Веселые свечки играли в черных глазах Софии Севазмиу, светло-серый взгляд отца Лотара был непреклонен. Восемнадцатилетней силы Эжена-Оливье было не довольно для того, чтобы спорить с этими двумя.
– Но кто же будет молиться во время мессы? – упавшим голосом спросил он. – Это только у модернистов священник мог служить без молящихся, ведь так, отец Лотар?
– Как-нибудь попробую я, – ответила София. – Я не очень умею, но, сдается, сейчас самое время научиться.
– Ну вот, все и устроилось, – отец Лотар повернулся к алтарю. – Gloria tibi, Domine[95].
Эжен-Оливье не следил за словами, он выпал из течения мессы, плывя в потоке своей обиды, обиды невоспринятой жертвы.
Где-то по стенам, на болевых точках камня, падали электронные песчинки оставшегося времени.
Простые, совсем аптечные бутылочки коричневого стекла (на кожаном футлярчике одной был вытиснен виноград, на второй рисунок стерся вовсе…) дрожали в руках. Эжен-Оливье полил из второго на пальцы отцу Лотару.
– Все, ступай с Богом, – тихо шепнул священник, поворачиваясь к алтарю.
Ох, и неохота же мальчишке оставаться живым, подумала София. Ничего, дружок, придется тебе это как-нибудь перетерпеть. Без тебя сегодня много легло. Но дело все же сделано.
– Orate, fratres…[96].
Чуть пошатываясь, Эжен-Оливье медленно, словно ожидая, что священник позовет его назад, шел к дверям. Когда-то тут был центральный проход между двумя рядами деревянных скамей, еще до того, как модернист Люстиже[97] возвел на месте прохода идиотское возвышение, в свою очередь снесенное мусульманами. Они же сплошь вымостили освободившееся место пестрыми, как ковер, яркими до ряби в глазах изразцовыми плитками. Но Эжен-Оливье шел не по ним, а по каменному полу, между длинными скамьями справа и слева, жесткими скамьями, на приступки которых склоняли сейчас колени десятки людей, участников Литургии. Среди них угадывались знакомые фигуры – Патрис Левек, с радостной улыбкой повернувший голову на проходящего внука, Антуан-Филипп Левек, с лицом тяжелобольного, которого только что отпустил приступ невыносимой боли, Клер-Эжени Левек, потерявшая при провале линии Мажино троих сыновей, когда боши ломанулись через смехотворные укрепления предыдущей войны, Женевьева Левек, умершая в семнадцать лет от чахотки, Огюст-Антуан Левек, в сюртуке и стоячих воротничках, удвоивший на каучуке семейный капитал, разбогатевший на ввозе шоколада Эжен Левек с напудренными волосами, покровительствовавший каперству Патрис-Оливье Левек в разделенном на три пряди парике…

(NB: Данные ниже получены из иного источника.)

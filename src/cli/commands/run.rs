//! `tickstate run`: simulate a machine definition.

use tokio::time::MissedTickBehavior;
use tokio_util::sync::CancellationToken;
use tracing::{info, warn};

use crate::cli::args::RunArgs;
use crate::config::ConfigLoader;
use crate::error::TickstateError;
use crate::fsm::MachineEvent;
use crate::observability::{EventEmitter, RunSummary, StopReason, init_metrics};
use crate::sim::Simulation;

/// Loads the definition and ticks it until the tick budget is spent, the
/// script leaves the machine stopped, or `cancel` fires.
///
/// # Errors
///
/// Returns an error if the definition fails to load, the event file
/// cannot be created, the metrics endpoint cannot bind, or the machine
/// cannot start.
pub async fn run(
    args: &RunArgs,
    quiet: bool,
    cancel: CancellationToken,
) -> Result<(), TickstateError> {
    if let Some(port) = args.metrics_port {
        init_metrics(Some(port))?;
        info!(port, "Prometheus metrics endpoint started");
    }

    info!(definition = %args.file.display(), "loading definition");
    let loaded = ConfigLoader::with_defaults().load(&args.file)?;
    for warning in &loaded.warnings {
        warn!(
            location = warning.location.as_deref().unwrap_or("<unknown>"),
            "{}",
            warning.message
        );
    }
    let definition = loaded.definition;
    let name = definition.machine.name.as_str();

    let emitter = match &args.events {
        Some(path) if path.as_os_str() == "-" => EventEmitter::stdout(),
        Some(path) => EventEmitter::from_file(path)?,
        None => EventEmitter::noop(),
    };

    let mut sim = Simulation::new(&definition)?;
    let mut state_changes = 0;
    sim.start()?;
    forward(&mut sim, &emitter, name, &mut state_changes);

    let mut interval = tokio::time::interval(sim.tick_rate());
    interval.set_missed_tick_behavior(MissedTickBehavior::Skip);

    let reason = loop {
        if args.ticks.is_some_and(|max| sim.machine().tick_count() >= max) {
            break StopReason::TickLimit;
        }
        if sim.is_idle() {
            break StopReason::MachineStopped;
        }

        let interrupted = if args.fast {
            tokio::task::yield_now().await;
            cancel.is_cancelled()
        } else {
            tokio::select! {
                () = cancel.cancelled() => true,
                _ = interval.tick() => false,
            }
        };
        if interrupted {
            break StopReason::Interrupted;
        }

        sim.step();
        forward(&mut sim, &emitter, name, &mut state_changes);
    };

    let machine = sim.machine();
    let summary = RunSummary {
        ticks: machine.tick_count(),
        state_changes,
        final_state: machine.current_state().cloned(),
        halted: machine.is_halted(),
        reason,
    };
    emitter.emit_summary(name, &summary);

    info!(
        machine = name,
        ticks = summary.ticks,
        state_changes = summary.state_changes,
        reason = ?summary.reason,
        "run finished"
    );
    if !quiet {
        eprintln!(
            "{name}: {} ticks, {} state changes, final state {}{}",
            summary.ticks,
            summary.state_changes,
            summary
                .final_state
                .as_ref()
                .map_or("<none>", |s| s.as_str()),
            if summary.halted { " (halted)" } else { "" },
        );
    }
    Ok(())
}

/// Writes pending machine notifications to the event stream.
fn forward(sim: &mut Simulation, emitter: &EventEmitter, machine: &str, state_changes: &mut u64) {
    let tick = sim.machine().tick_count();
    for event in sim.drain_events() {
        if matches!(event, MachineEvent::StateChanged { .. }) {
            *state_changes += 1;
        }
        emitter.emit(machine, tick, &event);
    }
}
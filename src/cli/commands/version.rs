//! `tickstate version`: print version information.

use crate::cli::args::{OutputFormat, VersionArgs};

/// Prints the package name and version.
pub fn run(args: &VersionArgs) {
    let name = env!("CARGO_PKG_NAME");
    let version = env!("CARGO_PKG_VERSION");

    match args.format {
        OutputFormat::Human => println!("{name} {version}"),
        OutputFormat::Json => println!(r#"{{"name":"{name}","version":"{version}"}}"#),
    }
}
//! Builds a [`StateMachine`] from a [`MachineDefinition`].

use std::sync::Arc;

use tracing::debug;

use crate::config::schema::{MachineDefinition, TransitionDefinition};
use crate::config::validation::parse_duration;
use crate::error::{ConfigError, TickstateError};
use crate::fsm::{Condition, MachineConfig, StateMachine, Transition};

use super::context::SimContext;
use super::scripted::ScriptedState;

/// Registers every state and transition of `definition`, in file order,
/// on a stopped machine.
///
/// # Errors
///
/// Returns a [`ConfigError`] for an unparseable `after` duration and a
/// [`crate::error::MachineError`] for a transition endpoint that names no
/// state. Both are caught earlier by validation for loaded files.
pub fn build_machine(
    definition: &MachineDefinition,
) -> Result<StateMachine<SimContext>, TickstateError> {
    let section = &definition.machine;
    let mut config = MachineConfig::new(section.name.as_str());
    if let Some(default) = &section.default_state {
        config = config.with_default_state(default.as_str());
    }
    if let Some(limit) = section.history {
        config = config.with_history_limit(limit);
    }

    let ctx = Arc::new(SimContext::new());
    let mut machine = StateMachine::with_shared_context(config, Arc::clone(&ctx));

    for state in &definition.states {
        machine.add_state(state.id.as_str(), ScriptedState::from(state));
    }

    for (i, def) in definition.transitions.iter().enumerate() {
        let transition = build_transition(def, &ctx)
            .map_err(|expected| ConfigError::InvalidValue {
                field: format!("transitions[{i}].after"),
                value: def.after.clone().unwrap_or_default(),
                expected,
            })?
            .with_priority(def.priority);
        let id = machine.add_transition(transition)?;
        if !def.enabled {
            machine.set_transition_enabled(id, false);
        }
    }

    debug!(
        machine = %section.name,
        states = definition.states.len(),
        transitions = definition.transitions.len(),
        "machine built"
    );
    Ok(machine)
}

fn build_transition(
    def: &TransitionDefinition,
    ctx: &Arc<SimContext>,
) -> Result<Transition<SimContext>, String> {
    let from = def.from.as_str();
    let to = def.to.as_str();

    if let Some(event) = &def.event {
        return Ok(Transition::on_event(from, to, event.as_str()));
    }

    match (&def.flag, &def.after) {
        (Some(flag), None) => {
            let ctx = Arc::clone(ctx);
            let flag = flag.clone();
            let invert = def.invert;
            Ok(Transition::when(from, to, move || ctx.flag(&flag) != invert))
        }
        (flag, Some(after)) => {
            let duration =
                parse_duration(after).ok_or_else(|| "a duration such as '2s'".to_string())?;
            let mut transition = Transition::new(from, to)
                .with_condition(Condition::elapsed("after", duration));
            if let Some(flag) = flag {
                let ctx = Arc::clone(ctx);
                let name = flag.clone();
                let mut condition = Condition::predicate(flag.as_str(), move || ctx.flag(&name));
                if def.invert {
                    condition = condition.inverted();
                }
                transition = transition.with_condition(condition);
            }
            Ok(transition)
        }
        (None, None) => Ok(Transition::new(from, to)),
    }
}

#[cfg(test)]
mod tests {
    use super::*;
    use crate::config::schema::{MachineSection, StateDefinition};
    use crate::fsm::Guard;

    fn definition(transitions: Vec<TransitionDefinition>) -> MachineDefinition {
        MachineDefinition {
            machine: MachineSection {
                name: "boss".to_string(),
                default_state: Some("b".to_string()),
                tick_rate: "16ms".to_string(),
                history: Some(4),
                autostart: true,
            },
            states: ["a", "b"]
                .into_iter()
                .map(|id| StateDefinition {
                    id: id.to_string(),
                    ..StateDefinition::default()
                })
                .collect(),
            transitions,
            script: Vec::new(),
        }
    }

    fn edge() -> TransitionDefinition {
        TransitionDefinition {
            from: "a".to_string(),
            to: "b".to_string(),
            enabled: true,
            ..TransitionDefinition::default()
        }
    }

    #[test]
    fn test_build_registers_states_in_order() {
        let machine = build_machine(&definition(Vec::new())).unwrap();
        let ids: Vec<_> = machine.states().map(|s| s.id).collect();
        assert_eq!(ids, ["a", "b"]);
        assert_eq!(machine.name(), "boss");
    }

    #[test]
    fn test_build_maps_guards() {
        let machine = build_machine(&definition(vec![
            TransitionDefinition {
                event: Some("go".to_string()),
                ..edge()
            },
            TransitionDefinition {
                flag: Some("armed".to_string()),
                ..edge()
            },
            TransitionDefinition {
                flag: Some("armed".to_string()),
                after: Some("1s".to_string()),
                ..edge()
            },
        ]))
        .unwrap();

        let transitions = machine.transitions();
        assert!(matches!(transitions[0].guard(), Guard::Event(name) if name == "go"));
        assert!(matches!(transitions[1].guard(), Guard::Predicate(_)));
        assert!(matches!(transitions[2].guard(), Guard::AllConditions));
        assert_eq!(transitions[2].conditions().len(), 2);
    }

    #[test]
    fn test_build_flag_predicate_reads_context() {
        let machine = build_machine(&definition(vec![TransitionDefinition {
            flag: Some("armed".to_string()),
            invert: true,
            ..edge()
        }]))
        .unwrap();

        let events = machine.event_triggers();
        let transition = &machine.transitions()[0];
        assert!(transition.is_satisfied(machine.context(), &events));
        machine.context().set_flag("armed", true);
        assert!(!transition.is_satisfied(machine.context(), &events));
    }

    #[test]
    fn test_build_honors_disabled_and_priority() {
        let machine = build_machine(&definition(vec![TransitionDefinition {
            event: Some("go".to_string()),
            enabled: false,
            priority: 7,
            ..edge()
        }]))
        .unwrap();
        let transition = &machine.transitions()[0];
        assert!(!transition.is_enabled());
        assert_eq!(transition.priority(), 7);
    }

    #[test]
    fn test_build_rejects_unknown_endpoint() {
        let result = build_machine(&definition(vec![TransitionDefinition {
            to: "c".to_string(),
            event: Some("go".to_string()),
            ..edge()
        }]));
        assert!(matches!(result, Err(TickstateError::Machine(_))));
    }

    #[test]
    fn test_build_rejects_bad_duration() {
        let result = build_machine(&definition(vec![TransitionDefinition {
            after: Some("soon".to_string()),
            ..edge()
        }]));
        assert!(matches!(result, Err(TickstateError::Config(_))));
    }
}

«Так вот, кто сегодня здесь причащается», – шаг его сделался тверже.
Маленькая груда серого тряпья, брошенного кем-то близ дверей, на мгновение привлекла его внимание. Валери! Валери, в своих лохмотьях, соскользнувшая на пол, недвижимая. Светлые локоны – волною на полу. Израненные ручонки – белые, раскинутые, как руки фарфоровой куклы. Ну конечно, можно было догадаться сразу! Иначе и быть не могло, она умерла, умерла вместе с собором!